L’insertion Ins214EPE a été cartographiée sur le domaine N-terminal (NTD) d’Omicron S, à proximité du site d’un épitope de cellules T humaines connu sur le SRAS-CoV-2. Par conséquent, des recherches supplémentaires devraient déterminer si la mutation d’insertion ins214EPE pourrait aider le SRAS-CoV-2 à échapper à l’immunité des lymphocytes T. De plus, il est essentiel de comprendre sa signification fonctionnelle et son origine évolutive dans Omicron, car l’insertion PRRA dans la souche SARS-CoV-2 d’origine a donné lieu à un site de clivage polybasique FURIN qui a augmenté sa virulence. Une étude récente a également suggéré que l’ins214EPE dans Omicron pourrait augmenter sa transmissibilité en améliorant la liaison au récepteur de l’acide sialique.

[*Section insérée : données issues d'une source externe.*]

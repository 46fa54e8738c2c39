//! A small in-memory world for exercising action hooks in unit tests.

use crate::action::{ActionContext, ActionId, ActionRequestData, BuffableValue, ProjectileInfo};
use crate::math::Vec3;
use crate::world::{EntityId, LifeState, World, WorldQuery};
use std::collections::HashMap;

#[derive(Debug, Clone)]
pub struct Body {
    pub position: Vec3,
    pub facing: Vec3,
    /// `None` for carriable objects.
    pub life: Option<LifeState>,
    pub npc: bool,
    pub hp: i32,
    pub target: Option<EntityId>,
    pub held: Option<EntityId>,
    pub moving: bool,
    pub forced: bool,
    pub stealthy: bool,
}

#[derive(Debug, Clone, PartialEq)]
pub enum Event {
    Hp { inflicter: EntityId, target: EntityId, amount: i32 },
    Revive { target: EntityId, hp: i32 },
    Trigger { id: EntityId, name: String },
    ResetTrigger { id: EntityId, name: String },
    Follow { id: EntityId, target: EntityId },
    CancelMove(EntityId),
    Teleport { id: EntityId, position: Vec3 },
    ForwardCharge { id: EntityId, speed: f32, duration: f32 },
    Knockback { id: EntityId },
    Projectile { owner: EntityId, damage: i32 },
    ClientPlay { id: EntityId, action_id: ActionId },
    ClientCancelAll(EntityId),
    ClientCancelById { id: EntityId, action_id: ActionId },
    StoppedCharging { id: EntityId, percent: f32 },
}

#[derive(Default)]
pub struct TestWorld {
    pub bodies: HashMap<EntityId, Body>,
    pub buffs: HashMap<(EntityId, BuffableValue), f32>,
    pub events: Vec<Event>,
    pub wall_at_x: Option<f32>,
    pub next_roll: f32,
    next_id: EntityId,
}

impl TestWorld {
    pub fn new() -> Self {
        Self {
            next_id: 1,
            ..Self::default()
        }
    }

    fn spawn(&mut self, position: Vec3, life: Option<LifeState>, npc: bool) -> EntityId {
        let id = self.next_id;
        self.next_id += 1;
        self.bodies.insert(
            id,
            Body {
                position,
                facing: Vec3::FORWARD,
                life,
                npc,
                hp: 100,
                target: None,
                held: None,
                moving: false,
                forced: false,
                stealthy: false,
            },
        );
        id
    }

    pub fn spawn_player(&mut self, position: Vec3) -> EntityId {
        self.spawn(position, Some(LifeState::Alive), false)
    }

    pub fn spawn_npc(&mut self, position: Vec3) -> EntityId {
        self.spawn(position, Some(LifeState::Alive), true)
    }

    pub fn spawn_object(&mut self, position: Vec3) -> EntityId {
        self.spawn(position, None, false)
    }

    pub fn body(&self, id: EntityId) -> &Body {
        &self.bodies[&id]
    }

    pub fn body_mut(&mut self, id: EntityId) -> &mut Body {
        self.bodies.get_mut(&id).unwrap()
    }

    pub fn ctx(&mut self, character: EntityId, now: f32) -> ActionContext<'_> {
        ActionContext::new(self, character, now)
    }

    pub fn damage_to(&self, target: EntityId) -> i32 {
        self.events
            .iter()
            .filter_map(|e| match e {
                Event::Hp { target: t, amount, .. } if *t == target && *amount < 0 => Some(-amount),
                _ => None,
            })
            .sum()
    }

    pub fn triggers(&self, id: EntityId) -> Vec<String> {
        self.events
            .iter()
            .filter_map(|e| match e {
                Event::Trigger { id: i, name } if *i == id => Some(name.clone()),
                _ => None,
            })
            .collect()
    }

    pub fn has(&self, event: &Event) -> bool {
        self.events.contains(event)
    }

    fn characters(&self) -> impl Iterator<Item = (&EntityId, &Body)> {
        self.bodies.iter().filter(|(_, b)| b.life.is_some())
    }
}

impl WorldQuery for TestWorld {
    fn exists(&self, id: EntityId) -> bool {
        self.bodies.contains_key(&id)
    }

    fn position(&self, id: EntityId) -> Option<Vec3> {
        self.bodies.get(&id).map(|b| b.position)
    }

    fn facing(&self, id: EntityId) -> Option<Vec3> {
        self.bodies.get(&id).map(|b| b.facing)
    }

    fn life_state(&self, id: EntityId) -> Option<LifeState> {
        self.bodies.get(&id).and_then(|b| b.life)
    }

    fn is_npc(&self, id: EntityId) -> bool {
        self.bodies.get(&id).map_or(false, |b| b.npc)
    }

    fn target_of(&self, id: EntityId) -> Option<EntityId> {
        self.bodies.get(&id).and_then(|b| b.target)
    }

    fn held_object(&self, id: EntityId) -> Option<EntityId> {
        self.bodies.get(&id).and_then(|b| b.held)
    }

    fn holder_of(&self, object: EntityId) -> Option<EntityId> {
        self.bodies
            .iter()
            .find(|(_, b)| b.held == Some(object))
            .map(|(id, _)| *id)
    }

    fn is_moving(&self, id: EntityId) -> bool {
        self.bodies.get(&id).map_or(false, |b| b.moving)
    }

    fn is_performing_forced_movement(&self, id: EntityId) -> bool {
        self.bodies.get(&id).map_or(false, |b| b.forced)
    }

    fn overlap_sphere(&self, center: Vec3, radius: f32) -> Vec<EntityId> {
        let mut hits: Vec<EntityId> = self
            .characters()
            .filter(|(_, b)| b.position.distance(&center) <= radius + 0.5)
            .map(|(id, _)| *id)
            .collect();
        hits.sort_unstable();
        hits
    }

    fn box_cast(&self, origin: Vec3, direction: Vec3, range: f32, half_width: f32) -> Vec<EntityId> {
        let dir = direction.flat().normalize();
        let mut hits: Vec<(f32, EntityId)> = self
            .characters()
            .filter_map(|(id, b)| {
                let offset = (b.position - origin).flat();
                let along = offset.dot(&dir);
                let lateral = (offset - dir * along).magnitude();
                (along > 0.0 && along <= range + half_width && lateral <= half_width * 2.0)
                    .then_some((along, *id))
            })
            .collect();
        hits.sort_by(|a, b| a.0.total_cmp(&b.0));
        hits.into_iter().map(|(_, id)| id).collect()
    }

    fn raycast_obstacle(&self, from: Vec3, to: Vec3) -> Option<Vec3> {
        let wall = self.wall_at_x?;
        if (from.x - wall) * (to.x - wall) > 0.0 || from.x == to.x {
            return None;
        }
        let t = (wall - from.x) / (to.x - from.x);
        Some(from + (to - from) * t)
    }

    fn pickup_in_front(&self, id: EntityId, range: f32) -> Option<EntityId> {
        let body = self.bodies.get(&id)?;
        self.bodies
            .iter()
            .filter(|(_, b)| b.life.is_none())
            .filter(|(_, b)| {
                let offset = b.position - body.position;
                offset.dot(&body.facing) > 0.0 && offset.magnitude() <= range
            })
            .min_by(|a, b| {
                a.1.position
                    .distance(&body.position)
                    .total_cmp(&b.1.position.distance(&body.position))
            })
            .map(|(id, _)| *id)
    }

    fn buffed_value(&self, id: EntityId, kind: BuffableValue) -> f32 {
        self.buffs.get(&(id, kind)).copied().unwrap_or_else(|| kind.unbuffed())
    }
}

impl World for TestWorld {
    fn receive_hp(&mut self, inflicter: EntityId, target: EntityId, amount: i32) {
        if let Some(body) = self.bodies.get_mut(&target) {
            body.hp += amount;
        }
        self.events.push(Event::Hp {
            inflicter,
            target,
            amount,
        });
    }

    fn revive(&mut self, _inflicter: EntityId, target: EntityId, hp: i32) {
        if let Some(body) = self.bodies.get_mut(&target) {
            body.life = Some(LifeState::Alive);
            body.hp = hp;
        }
        self.events.push(Event::Revive { target, hp });
    }

    fn look_at(&mut self, id: EntityId, point: Vec3) {
        if let Some(body) = self.bodies.get_mut(&id) {
            let dir = (point - body.position).flat().normalize();
            if dir != Vec3::ZERO {
                body.facing = dir;
            }
        }
    }

    fn set_target(&mut self, id: EntityId, target: Option<EntityId>) {
        if let Some(body) = self.bodies.get_mut(&id) {
            body.target = target;
        }
    }

    fn set_stealthy(&mut self, id: EntityId, stealthy: bool) {
        if let Some(body) = self.bodies.get_mut(&id) {
            body.stealthy = stealthy;
        }
    }

    fn follow(&mut self, id: EntityId, target: EntityId) {
        if let Some(body) = self.bodies.get_mut(&id) {
            body.moving = true;
        }
        self.events.push(Event::Follow { id, target });
    }

    fn cancel_move(&mut self, id: EntityId) {
        if let Some(body) = self.bodies.get_mut(&id) {
            body.moving = false;
        }
        self.events.push(Event::CancelMove(id));
    }

    fn teleport(&mut self, id: EntityId, position: Vec3) {
        if let Some(body) = self.bodies.get_mut(&id) {
            body.position = position;
        }
        self.events.push(Event::Teleport { id, position });
    }

    fn start_forward_charge(&mut self, id: EntityId, speed: f32, duration: f32) {
        if let Some(body) = self.bodies.get_mut(&id) {
            body.forced = true;
        }
        self.events.push(Event::ForwardCharge { id, speed, duration });
    }

    fn start_knockback(&mut self, id: EntityId, _from: Vec3, _speed: f32, _duration: f32) {
        self.events.push(Event::Knockback { id });
    }

    fn set_held_object(&mut self, id: EntityId, object: Option<EntityId>) {
        if let Some(body) = self.bodies.get_mut(&id) {
            body.held = object;
        }
    }

    fn spawn_projectile(&mut self, owner: EntityId, info: &ProjectileInfo, _origin: Vec3, _direction: Vec3) {
        self.events.push(Event::Projectile {
            owner,
            damage: info.damage,
        });
    }

    fn set_animation_trigger(&mut self, id: EntityId, trigger: &str) {
        self.events.push(Event::Trigger {
            id,
            name: trigger.to_string(),
        });
    }

    fn reset_animation_trigger(&mut self, id: EntityId, trigger: &str) {
        self.events.push(Event::ResetTrigger {
            id,
            name: trigger.to_string(),
        });
    }

    fn roll(&mut self) -> f32 {
        self.next_roll
    }

    fn client_play_action(&mut self, id: EntityId, data: &ActionRequestData) {
        self.events.push(Event::ClientPlay {
            id,
            action_id: data.action_id,
        });
    }

    fn client_cancel_all_actions(&mut self, id: EntityId) {
        self.events.push(Event::ClientCancelAll(id));
    }

    fn client_cancel_actions_by_id(&mut self, id: EntityId, action_id: ActionId) {
        self.events.push(Event::ClientCancelById { id, action_id });
    }

    fn client_stopped_charging_up(&mut self, id: EntityId, percent: f32) {
        self.events.push(Event::StoppedCharging { id, percent });
    }
}

/// A fresh instance of a default-catalog action.
pub fn make_action(data: ActionRequestData) -> Box<crate::action::Action> {
    let catalog = std::sync::Arc::new(crate::action::ActionCatalog::default());
    crate::action::ActionFactory::new(catalog)
        .create(data)
        .unwrap()
}

/// Stamps the start time and runs `on_start`, the way the server scheduler does.
pub fn start(world: &mut TestWorld, action: &mut crate::action::Action, character: EntityId, now: f32) -> bool {
    action.set_time_started(now);
    action.on_start(&mut world.ctx(character, now))
}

(A) Représentation schématique de l’évolution d’Omicron par commutation de modèle impliquant un virus (par exemple, un coronavirus saisonnier ou le SRAS-CoV-2) ou un ARN humain. (B) Mécanisme potentiel de changement de modèle en utilisant l’ARN génomique viral (sens positif) ou l’ARN anti-génomique (sens négatif) comme modèle. Étape 1 : La synthèse du brin négatif commence en utilisant l’ARN génomique du prédécesseur d’Omicron comme matrice. Étape 2 : La synthèse du brin négatif utilise temporairement l’ARN génomique ou anti-génomique du SRAS-CoV-2 ou d’un virus co-infectant. Étape 3 : La synthèse du brin négatif reprend en utilisant l’ARN génomique du prédécesseur d’Omicron comme matrice. (C) Des exemples de correspondances identiques à la séquence nucléotidique « GAG CCA GAA » dans le génome du SRAS-CoV-2, l’anti-génome HCoV-229E et un transcrit SLC7A8 humain sont présentés.
conclusion
Pour résumer, Omicron VOC présentait une mutation ins214EPE unique, jamais observée auparavant, dans sa protéine S. Bien que les auteurs n’aient pas pu déterminer de manière concluante le mécanisme à l’origine de l’ins214EPE, ils ont trouvé que le changement de modèle était le mécanisme le plus plausible pour son acquisition. Ils ont également suggéré que l’événement de changement de modèle qui a aidé Omicron à acquérir cette mutation ne nécessitait pas un degré élevé d’homologie locale. De plus, les auteurs ont mis en évidence plusieurs sources du modèle pour cette insertion, notamment le génome du SRAS-CoV-2, d’autres CoV humains et des protéines humaines.
Pour conclure, il est essentiel de comprendre l’origine et les conséquences fonctionnelles des nouvelles mutations qui distinguent Omicron des précédents COV et VOI du SRAS-CoV-2. Par conséquent, les auteurs ont souligné la nécessité de séquencer les génomes du SRAS-CoV-2 de patients immunodéprimés pour les signaux conduisant à l’évolution de nouvelles variantes du SRAS-CoV-2.
*Avis important
medRxiv publie des rapports scientifiques préliminaires qui ne sont pas évalués par des pairs et, par conséquent, ne doivent pas être considérés comme concluants, guider la pratique clinique/les comportements liés à la santé, ou traités comme des informations établies.